Japan’s second-biggest automaker projected an operating profit of 450 billion yen ($4 billion) for the year to March, down 22 percent from the previous year and 17 percent below an earlier forecast, hurt by a slowdown in global sales.
This would be Nissan’s lowest operating profit since 2013.
(For an interactive chart on Nissan's operating profit, vehicle sales, click on tmsnrt.rs/2POSji4)
Nissan cut its annual global retail vehicle sales view by 5.5 percent and projected weaker sales in China, its biggest market, and the United States.
Saikawa said Nissan will avoid trying to meet sales targets by using discounts, a strategy which has hurt its profitability in North America, the world’s No. 2 auto market.
“We were only able to meet 60 percent to 70 percent of our (global) target for the year to the third quarter,” Saikawa said. “If we are not careful about how we make up for that shortfall in the fourth quarter we could find ourselves in similar situations we’ve seen in the past.”
“So we want to raise our performance by improving the quality of sales,” he added.
Nissan expects to sell 5.6 million vehicles worldwide in the year to March, versus a previous target for 5.93 million.
While it still sees sales growing in China, the world’s top auto market, it trimmed its forecast for the country to 1.56 million units from 1.70 million units.
In the United States, it now sees sales tumbling 8.6 percent on the year to 1.46 million units, from 1.55 million last year.
(For an interactive chart on Japanese automakers' vehicle sales in the U.S., China, see tmsnrt.rs/2RjnBuA)
Nissan and its domestic rivals, including Toyota Motor Corp, have struggled with sluggish sales and falling profit in North America. Their margins have been squeezed as they resorted to steep discounts to drive up demand in a competitive U.S. market where sales have plateaued near record highs.
While it has been able to repair some of its profits in North America as inventory reduction of older models enabled it to dial back on heavy U.S. discounting, falling demand will test Nissan’s ability to be disciplined with its incentives.
(For an interactive chart on Japanese automakers' annual global vehicle sales, see tmsnrt.rs/2RnFOr2)

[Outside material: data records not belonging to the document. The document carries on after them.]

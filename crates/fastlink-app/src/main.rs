use std::process::ExitCode;

use anyhow::Result;
use clap::Parser;
use tracing::{error, info, warn};

use fastlink_app::application::services::CheckInScheduler;
use fastlink_app::presentation::bootstrap::{build_notification_service, build_workflow};
use fastlink_app::presentation::cli::{Cli, Command};
use fastlink_app::presentation::http_server;
use fastlink_infrastructure::config::AppConfig;
use fastlink_infrastructure::logging;

#[tokio::main]
async fn main() -> ExitCode {
    let cli = Cli::parse();

    if let Err(e) = logging::init_logger(AppConfig::log_dir_from_env()) {
        eprintln!("Failed to initialize logger: {}", e);
        let _ = tracing_subscriber::fmt()
            .with_env_filter(tracing_subscriber::EnvFilter::new("info"))
            .try_init();
    }

    let config = match AppConfig::from_env() {
        Ok(config) => config,
        Err(e) => {
            error!("Invalid configuration: {}", e.format_with_code());
            eprintln!("Error: {}", e.format_with_code());
            return ExitCode::FAILURE;
        }
    };
    for warning in &config.warnings {
        warn!("{}", warning);
    }

    let result = match cli.command() {
        Command::Serve => serve(config).await,
        Command::Run { bark } => run_once(config, bark).await,
        Command::TestNotify => test_notify(config).await,
    };

    match result {
        Ok(()) => ExitCode::SUCCESS,
        Err(e) => {
            error!("Error: {:#}", e);
            eprintln!("Error: {:#}", e);
            ExitCode::FAILURE
        }
    }
}

async fn serve(config: AppConfig) -> Result<()> {
    let workflow = build_workflow(&config)?;
    let scheduler = CheckInScheduler::start(workflow.clone(), &config.checkin_cron).await?;

    http_server::serve(workflow, config.listen_addr).await?;

    scheduler.shutdown().await?;
    info!("Server exited by user");
    Ok(())
}

async fn run_once(config: AppConfig, force_notify: bool) -> Result<()> {
    let workflow = build_workflow(&config)?;
    let report = workflow.run(force_notify).await?;
    println!("{}", report);
    Ok(())
}

async fn test_notify(config: AppConfig) -> Result<()> {
    build_notification_service(&config)?.send_test().await?;
    println!("Test notification sent");
    Ok(())
}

The bleak outlook comes as Nissan also grapples with the Ghosn scandal and the resulting scrutiny of its corporate governance.
Nissan said it had recognised around 9 billion yen in additional expenses linked to payments to Ghosn. This announcement comes after it was indicted alongside Ghosn with failing to disclose the compensation.
While it is possible that a Japanese court could order Nissan to pay Ghosn that amount, Saikawa said it was “unlikely” the expense would be realised.
This provision refers roughly to the amount Ghosn has been charged of under-reporting in his 2010-2018 salary at Nissan.
Ghosn has denied all charges against him.